**TASK BRIEF**
Here are some records; copy every line that holds the word "full".

>>>>

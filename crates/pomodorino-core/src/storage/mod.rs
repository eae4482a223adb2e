mod config;

pub use config::{Config, NotificationsConfig, TimerConfig};

use std::path::PathBuf;

use crate::error::Result;

/// Returns `~/.config/pomodorino[-dev]/` based on POMODORINO_ENV.
///
/// Set POMODORINO_ENV=dev to use a development data directory.
///
/// # Errors
/// Returns an error if creating the config directory fails.
pub fn data_dir() -> Result<PathBuf> {
    let base_dir = dirs::home_dir()
        .unwrap_or_else(|| PathBuf::from("."))
        .join(".config");

    let env = std::env::var("POMODORINO_ENV").unwrap_or_else(|_| "production".to_string());

    let dir = if env == "dev" {
        base_dir.join("pomodorino-dev")
    } else {
        base_dir.join("pomodorino")
    };

    std::fs::create_dir_all(&dir)?;
    Ok(dir)
}
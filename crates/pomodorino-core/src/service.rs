//! Background timer service.
//!
//! A tokio actor that owns the [`TimerEngine`] and the one-second tick loop,
//! the counterpart of the always-on service a phone timer would run. The
//! actor serializes control commands and ticks on a single `select!` loop,
//! so there is exactly one logical timeline: a command that pauses or stops
//! the timer drops the armed interval in the same loop iteration, and a
//! cancelled tick can never fire afterwards.
//!
//! State flows one way: the service is the sole writer, publishing typed
//! [`Event`]s on a broadcast channel. Renderers and notifiers are read-only
//! subscribers that may attach or detach at any time without affecting the
//! countdown.

use std::time::Duration;

use tokio::sync::{broadcast, mpsc, oneshot};
use tokio::time::{interval_at, Instant, Interval, MissedTickBehavior};
use tracing::{debug, info, trace};

use crate::error::{CoreError, Result};
use crate::events::Event;
use crate::storage::Config;
use crate::timer::{TimerEngine, TimerState};

/// Nominal tick interval: one decrement per second.
pub const TICK_INTERVAL: Duration = Duration::from_secs(1);

const EVENT_CAPACITY: usize = 64;
const COMMAND_CAPACITY: usize = 16;

/// Control messages understood by the timer service.
#[derive(Debug)]
pub enum Command {
    /// Start counting down, optionally re-basing the total time.
    Start { total_secs: Option<u32> },
    /// Toggle play/pause.
    Toggle,
    /// Stop and reset to idle. Always an explicit command, never inferred
    /// from an input gesture.
    Stop,
    /// Ask for a full state snapshot.
    Query { reply: oneshot::Sender<Event> },
}

/// Cloneable handle to a running timer service.
///
/// Dropping every handle closes the command channel and shuts the service
/// down.
#[derive(Clone)]
pub struct TimerHandle {
    commands: mpsc::Sender<Command>,
    events: broadcast::Sender<Event>,
}

impl TimerHandle {
    /// Attach a new read-only event subscriber.
    pub fn subscribe(&self) -> broadcast::Receiver<Event> {
        self.events.subscribe()
    }

    pub async fn start(&self, total_secs: Option<u32>) -> Result<()> {
        self.send(Command::Start { total_secs }).await
    }

    pub async fn toggle(&self) -> Result<()> {
        self.send(Command::Toggle).await
    }

    pub async fn stop(&self) -> Result<()> {
        self.send(Command::Stop).await
    }

    /// Current state as a `StateSnapshot` event.
    pub async fn snapshot(&self) -> Result<Event> {
        let (reply, rx) = oneshot::channel();
        self.send(Command::Query { reply }).await?;
        rx.await.map_err(|_| CoreError::ServiceClosed)
    }

    async fn send(&self, command: Command) -> Result<()> {
        self.commands
            .send(command)
            .await
            .map_err(|_| CoreError::ServiceClosed)
    }
}

/// The timer actor. Constructed from a [`Config`] and spawned onto the
/// current tokio runtime; no implicit global state.
pub struct TimerService {
    engine: TimerEngine,
    commands: mpsc::Receiver<Command>,
    events: broadcast::Sender<Event>,
    /// Armed only while the engine is `Running`. Dropping it is the
    /// synchronous cancellation of the pending tick.
    ticker: Option<Interval>,
}

impl TimerService {
    pub fn spawn(config: &Config) -> TimerHandle {
        let (commands_tx, commands_rx) = mpsc::channel(COMMAND_CAPACITY);
        let (events_tx, _) = broadcast::channel(EVENT_CAPACITY);

        let service = TimerService {
            engine: TimerEngine::new(config.timer.total_secs),
            commands: commands_rx,
            events: events_tx.clone(),
            ticker: None,
        };
        tokio::spawn(service.run());

        TimerHandle {
            commands: commands_tx,
            events: events_tx,
        }
    }

    async fn run(mut self) {
        info!(total_secs = self.engine.total_secs(), "timer service started");
        loop {
            tokio::select! {
                cmd = self.commands.recv() => match cmd {
                    Some(cmd) => self.handle_command(cmd),
                    // All handles dropped; tear down.
                    None => break,
                },
                _ = next_tick(self.ticker.as_mut()) => self.handle_tick(),
            }
        }
        info!("timer service stopped");
    }

    fn handle_command(&mut self, cmd: Command) {
        let event = match cmd {
            Command::Start { total_secs } => self.engine.start(total_secs),
            Command::Toggle => self.engine.toggle(),
            Command::Stop => self.engine.stop(),
            Command::Query { reply } => {
                reply.send(self.engine.snapshot()).ok();
                return;
            }
        };
        self.sync_ticker();
        if let Some(event) = event {
            debug!(?event, "command applied");
            self.events.send(event).ok();
        }
    }

    fn handle_tick(&mut self) {
        let Some(event) = self.engine.tick() else {
            return;
        };
        trace!(remaining_secs = self.engine.remaining_secs(), "tick");
        if self.engine.state() == TimerState::Expired {
            self.ticker = None;
        }
        self.events.send(event).ok();
    }

    /// Arm or disarm the interval to match the engine state. The first tick
    /// lands a full interval after starting, never immediately.
    fn sync_ticker(&mut self) {
        match self.engine.state() {
            TimerState::Running => {
                if self.ticker.is_none() {
                    let mut ticker = interval_at(Instant::now() + TICK_INTERVAL, TICK_INTERVAL);
                    ticker.set_missed_tick_behavior(MissedTickBehavior::Delay);
                    self.ticker = Some(ticker);
                }
            }
            _ => self.ticker = None,
        }
    }
}

/// Wait for the next armed tick; an unarmed ticker never completes.
async fn next_tick(ticker: Option<&mut Interval>) {
    match ticker {
        Some(ticker) => {
            ticker.tick().await;
        }
        None => std::future::pending().await,
    }
}
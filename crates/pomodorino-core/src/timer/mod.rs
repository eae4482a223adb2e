mod engine;

pub use engine::{TimerEngine, TimerState, DEFAULT_TOTAL_SECS};
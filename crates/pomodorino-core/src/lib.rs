//! # Pomodorino Core Library
//!
//! Core logic for the Pomodorino countdown timer. The library follows a
//! CLI-first philosophy: everything the timer does is available here, and the
//! CLI binary is a thin layer over it.
//!
//! ## Architecture
//!
//! - **Timer Engine**: a pure countdown state machine; callers drive it by
//!   invoking `tick()` once per second
//! - **Timer Service**: a tokio actor that owns the engine, runs the
//!   one-second tick loop and broadcasts typed [`Event`]s to any number of
//!   subscribers
//! - **Notify**: the desktop notification surface (persistent countdown
//!   notification plus the expiry alert), best-effort by design
//! - **Storage**: TOML-based configuration at `~/.config/pomodorino/`
//!
//! ## Key Components
//!
//! - [`TimerEngine`]: core countdown state machine
//! - [`TimerService`] / [`TimerHandle`]: background tick loop and its handle
//! - [`Notifier`]: persistent notification and expiry alert
//! - [`Config`]: application configuration management

pub mod display;
pub mod error;
pub mod events;
pub mod notify;
pub mod service;
pub mod storage;
pub mod timer;

pub use display::ClockFace;
pub use error::{ConfigError, CoreError};
pub use events::Event;
pub use notify::Notifier;
pub use service::{Command, TimerHandle, TimerService};
pub use storage::Config;
pub use timer::{TimerEngine, TimerState};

<<<<

**SOLUTION TO THIS EXERCISE**
    /// Ask for a full state snapshot.
    /// lands a full interval after starting, never immediately.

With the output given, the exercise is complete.